Modified Oxygen Banishes Bad Smells


Modified Oxygen Banishes Bad Smells

By Steve Maxwell
The Hamilton Spectator(May 20, 2006)

I'm usually at least a little disappointed when I stay in hotels because of the smell. Even prestigious establishments often have air that's stale or overly perfumed in an attempt to cover up mustiness and second-hand smoke residue. When my wife and I spent a few nights in a place that was uncommonly fresh, it made me ask questions. And ozone was the answer I got.

Ozone is a very specific form of oxygen, and the active substance at work is the same molecular compound that's supposed to be present in our upper atmosphere, protecting the planet from the sun's ultraviolet rays. And yes, ozone at ground level in cities is considered a form of pollution. Ozonization is also the most advanced method for sterilizing drinking water, used in more than 3,000 municipalities worldwide and at most bottled water plants. Naturally occurring ozone is what makes the air smell fresh after a thunderstorm, too.

I mention all these things only so you can forget about them in the context of odor control. The smell-busting ozone treatment regime you'll learn about here is significantly different than sun protection, exhaust gas hazards, bottled water and the smell of air after a storm. Ozone odor control is a completely safe process when administered properly, and highly effective for eliminating obvious smells and background odors in dwellings and vehicles. It also does its job extremely quickly, even in spaces affected by smoke damage from a fire.

Ozone is merely an ordinary oxygen molecule (O2) with an extra oxygen atom tacked on to form O3. In high enough concentrations, ozone has a powerful oxidizing effect -- it doesn't mask existing odors, it eliminates the compounds causing them. Afterward, ozone reverts to ordinary oxygen with no long-term residual presence.

The heart of odor-busting ozone is an industrial-strength ozone generator. Typically costing between $500 and $2,000, all models use electricity to create an output of gaseous ozone from the air. Volumes of the gas are high enough to flood enclosed, evacuated spaces with high concentrations of O3 for short-duration shock treatments. Don't confuse ozone generators with consumer-grade, ozone-producing electric air fresheners or cleaners of the sort that regularly elicit government warnings.

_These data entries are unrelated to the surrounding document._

//! Userspace type definitions
//!
//! Defines the data structures used by the userspace program for
//! record decoding, aggregation and export.
//!
//! ## Organization
//!
//! This module separates kernel and userspace types:
//! - **Kernel Types**: Types shared with eBPF programs (from tcplife_common)
//! - **Userspace Types**: Types used only in userspace for aggregation and export

use serde::{Deserialize, Serialize};
use std::{
    collections::{BTreeMap, HashMap},
    net::{IpAddr, Ipv4Addr, Ipv6Addr},
};

// ============================================================================
// Kernel Types (from eBPF programs)
// ============================================================================

pub mod kernel {
    //! Types shared between kernel eBPF programs and userspace
    //!
    //! These are re-exported from the tcplife-common crate and must
    //! maintain binary compatibility with the eBPF programs.

    pub use tcplife_common::constants;
    pub use tcplife_common::types::{Ipv4Event, Ipv6Event, SockOffsets};
}

pub use kernel::{Ipv4Event, Ipv6Event};

use tcplife_common::types::{comm_bytes, unpack_ports};

/// Address family of a closed connection
#[derive(Serialize, Deserialize, Debug, Clone, Copy, PartialEq, Eq, Hash)]
#[serde(rename_all = "lowercase")]
pub enum Family {
    Ipv4,
    Ipv6,
}

/// One closed connection, decoded from a kernel completion record
#[derive(Serialize, Deserialize, Debug, Clone, PartialEq, Eq)]
pub struct ConnectionRecord {
    /// Owning process ID (best-effort)
    pub pid: u32,
    /// User ID of the task that ran the close
    pub uid: u32,
    /// Command name of the owning process
    pub comm: String,
    pub family: Family,
    pub local_addr: IpAddr,
    pub local_port: u16,
    pub remote_addr: IpAddr,
    pub remote_port: u16,
    pub rx_bytes: u64,
    pub tx_bytes: u64,
    /// Time since the last early-state transition, in microseconds
    pub lifespan_us: u64,
}

impl ConnectionRecord {
    /// String in format "laddr:lport -> raddr:rport"
    pub fn endpoints(&self) -> String {
        format!(
            "{} -> {}",
            std::net::SocketAddr::new(self.local_addr, self.local_port),
            std::net::SocketAddr::new(self.remote_addr, self.remote_port)
        )
    }
}

fn comm_to_string(comm: &[u8; tcplife_common::constants::TASK_COMM_LEN]) -> String {
    String::from_utf8_lossy(comm_bytes(comm)).into_owned()
}

impl From<&Ipv4Event> for ConnectionRecord {
    fn from(event: &Ipv4Event) -> Self {
        Self {
            pid: event.pid,
            uid: event.uid,
            comm: comm_to_string(&event.comm),
            family: Family::Ipv4,
            // Addresses arrive in network byte order
            local_addr: IpAddr::V4(Ipv4Addr::from(u32::from_be(event.saddr))),
            local_port: event.lport,
            remote_addr: IpAddr::V4(Ipv4Addr::from(u32::from_be(event.daddr))),
            remote_port: event.rport,
            rx_bytes: event.rx_b,
            tx_bytes: event.tx_b,
            lifespan_us: event.span_us,
        }
    }
}

impl From<&Ipv6Event> for ConnectionRecord {
    fn from(event: &Ipv6Event) -> Self {
        let (local_port, remote_port) = unpack_ports(event.ports);
        Self {
            pid: event.pid,
            uid: event.uid,
            comm: comm_to_string(&event.comm),
            family: Family::Ipv6,
            local_addr: IpAddr::V6(Ipv6Addr::from(event.saddr)),
            local_port,
            remote_addr: IpAddr::V6(Ipv6Addr::from(event.daddr)),
            remote_port,
            rx_bytes: event.rx_b,
            tx_bytes: event.tx_b,
            lifespan_us: event.span_us,
        }
    }
}

/// Aggregated report for export
#[derive(Serialize, Deserialize, Debug, Clone)]
pub struct LifeReport {
    /// ISO 8601 timestamp when the report was generated
    pub timestamp: String,
    /// Duration of collection period in seconds
    pub duration_seconds: u64,
    /// Number of completion records received
    pub total_connections: u64,
    pub ipv4_connections: u64,
    pub ipv6_connections: u64,
    /// Records dropped by full perf buffers
    pub lost_records: u64,
    pub bytes: ByteTotals,
    pub lifespan: LifespanSummary,
    pub histogram: LifespanHistogram,
    /// Per-command totals
    pub commands: HashMap<String, CommandTotals>,
    /// Kernel-side counters, summed across CPUs
    pub probe_stats: BTreeMap<String, u64>,
    /// Most recent records, oldest first
    pub recent: Vec<ConnectionRecord>,
}

/// Byte totals across all connections
#[derive(Serialize, Deserialize, Debug, Default, Clone, PartialEq, Eq)]
pub struct ByteTotals {
    pub rx: u64,
    pub tx: u64,
}

/// Lifespan statistics in microseconds
#[derive(Serialize, Deserialize, Debug, Default, Clone, PartialEq)]
pub struct LifespanSummary {
    pub min_us: u64,
    pub max_us: u64,
    pub avg_us: f64,
}

/// Per-command connection totals
#[derive(Serialize, Deserialize, Debug, Default, Clone, PartialEq, Eq)]
pub struct CommandTotals {
    pub connections: u64,
    pub rx_bytes: u64,
    pub tx_bytes: u64,
}

/// Lifespan histogram buckets
#[derive(Serialize, Deserialize, Debug, Default, Clone, PartialEq, Eq)]
pub struct LifespanHistogram {
    #[serde(rename = "0-1ms")]
    pub bucket_0_1ms: u64,
    #[serde(rename = "1-10ms")]
    pub bucket_1_10ms: u64,
    #[serde(rename = "10-100ms")]
    pub bucket_10_100ms: u64,
    #[serde(rename = "100ms-1s")]
    pub bucket_100ms_1s: u64,
    #[serde(rename = "1-10s")]
    pub bucket_1_10s: u64,
    #[serde(rename = "10s+")]
    pub bucket_10s_plus: u64,
}

impl LifespanHistogram {
    /// Add a sample to the appropriate bucket
    ///
    /// # Arguments
    ///
    /// * `lifespan_us` - Lifespan in microseconds
    pub fn add_sample(&mut self, lifespan_us: u64) {
        match lifespan_us {
            l if l < 1_000 => self.bucket_0_1ms += 1,
            l if l < 10_000 => self.bucket_1_10ms += 1,
            l if l < 100_000 => self.bucket_10_100ms += 1,
            l if l < 1_000_000 => self.bucket_100ms_1s += 1,
            l if l < 10_000_000 => self.bucket_1_10s += 1,
            _ => self.bucket_10s_plus += 1,
        }
    }

    /// Get total count across all buckets
    pub fn total_count(&self) -> u64 {
        self.bucket_0_1ms
            + self.bucket_1_10ms
            + self.bucket_10_100ms
            + self.bucket_100ms_1s
            + self.bucket_1_10s
            + self.bucket_10s_plus
    }
}

#[cfg(test)]
mod tests {
    use super::*;
    use tcplife_common::pack_ports;

    fn comm(name: &str) -> [u8; 16] {
        let mut out = [0u8; 16];
        out[..name.len()].copy_from_slice(name.as_bytes());
        out
    }

    #[test]
    fn test_ipv4_event_conversion() {
        let event = Ipv4Event {
            pid: 4242,
            saddr: u32::from_ne_bytes([10, 0, 0, 1]),
            daddr: u32::from_ne_bytes([93, 184, 216, 34]),
            lport: 51234,
            rport: 443,
            rx_b: 9000,
            tx_b: 512,
            span_us: 1_500,
            comm: comm("curl"),
            uid: 1000,
            _padding: [0; 4],
        };

        let record = ConnectionRecord::from(&event);
        assert_eq!(record.family, Family::Ipv4);
        assert_eq!(record.local_addr, "10.0.0.1".parse::<IpAddr>().unwrap());
        assert_eq!(record.remote_addr, "93.184.216.34".parse::<IpAddr>().unwrap());
        assert_eq!(record.comm, "curl");
        assert_eq!(record.endpoints(), "10.0.0.1:51234 -> 93.184.216.34:443");
    }

    #[test]
    fn test_ipv6_event_unpacks_ports() {
        let event = Ipv6Event {
            pid: 7,
            _padding0: [0; 4],
            saddr: Ipv6Addr::LOCALHOST.octets(),
            daddr: "2001:db8::2".parse::<Ipv6Addr>().unwrap().octets(),
            ports: pack_ports(40000, 8443),
            rx_b: 1,
            tx_b: 2,
            span_us: 3,
            comm: comm("sshd"),
            uid: 0,
            _padding1: [0; 4],
        };

        let record = ConnectionRecord::from(&event);
        assert_eq!(record.local_port, 40000);
        assert_eq!(record.remote_port, 8443);
        assert_eq!(record.endpoints(), "[::1]:40000 -> [2001:db8::2]:8443");
    }

    #[test]
    fn test_full_length_comm() {
        let mut event_comm = [b'a'; 16];
        event_comm[15] = b'z';
        assert_eq!(comm_to_string(&event_comm).len(), 16);
    }

    #[test]
    fn test_lifespan_histogram_buckets() {
        let mut histogram = LifespanHistogram::default();
        for us in [10, 5_000, 50_000, 500_000, 5_000_000, 50_000_000] {
            histogram.add_sample(us);
        }
        assert_eq!(histogram.bucket_0_1ms, 1);
        assert_eq!(histogram.bucket_1_10ms, 1);
        assert_eq!(histogram.bucket_10_100ms, 1);
        assert_eq!(histogram.bucket_100ms_1s, 1);
        assert_eq!(histogram.bucket_1_10s, 1);
        assert_eq!(histogram.bucket_10s_plus, 1);
        assert_eq!(histogram.total_count(), 6);
    }

    #[test]
    fn test_record_serializes_family_lowercase() {
        let event = Ipv6Event {
            pid: 1,
            _padding0: [0; 4],
            saddr: [0; 16],
            daddr: [0; 16],
            ports: 0,
            rx_b: 0,
            tx_b: 0,
            span_us: 0,
            comm: comm("x"),
            uid: 0,
            _padding1: [0; 4],
        };
        let json = serde_json::to_string(&ConnectionRecord::from(&event)).unwrap();
        assert!(json.contains("\"family\":\"ipv6\""));
    }
}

There are two options for making use of ozone odor control in your home, cottage or vehicle. You can buy a generator yourself or hire a professional. This is a new business sector, so you won't find ozone-service professionals everywhere. In fact, they're pretty rare at moment, though that's changing.

Typical treatment prices range from $50 for cars to $350 for homes.

Proper ozone treatments should be conducted in empty and sealed spaces. Several hours of concentrated ozone usually does the trick, after which the space can be opened and ventilated. Even if you leave the room closed, nothing can stop the eventual reversion of O3 back to harmless O2 once the generator is shut off. The chemical instability of the ozone molecule guarantees it.

That said, plants, pets and people must leave the area during treatment as ozone can be a powerful irritant in concentrations high enough to eliminate odors. Aquariums can be left as the water protects fish. Homes can be treated or just single rooms. Fans are used to enhance the distribution of ozone during treatment. The best ozone generators also have built-in timers to automate the treatment. In addition to an ozone generator for do-it-yourself operations, you'll also need a respirator to protect yourself as you open up a newly treated room for ventilation.

Although ozone treatments are very powerful, it's important to understand that their results may be temporary. Ozone won't stop new mould, smoke, dampness or mice from re-establishing new smells. You still need to cure the root cause of odor problems or resign yourself to regular treatments. I've used three types of ozone generators to freshen a basement, an attic and two vehicles. The results were fast and excellent in most cases, though not permanent. Re-treatment every six months makes sense.

Some reports note that heavy pet urine odors are not always completely eliminated.

Ozone is an example of how knowledge and sophistication lead to products and techniques that replace the need for persistent chemical toxins.

You've got to be happy about a system that uses something as organic as oxygen to make our built environment cleaner and healthier.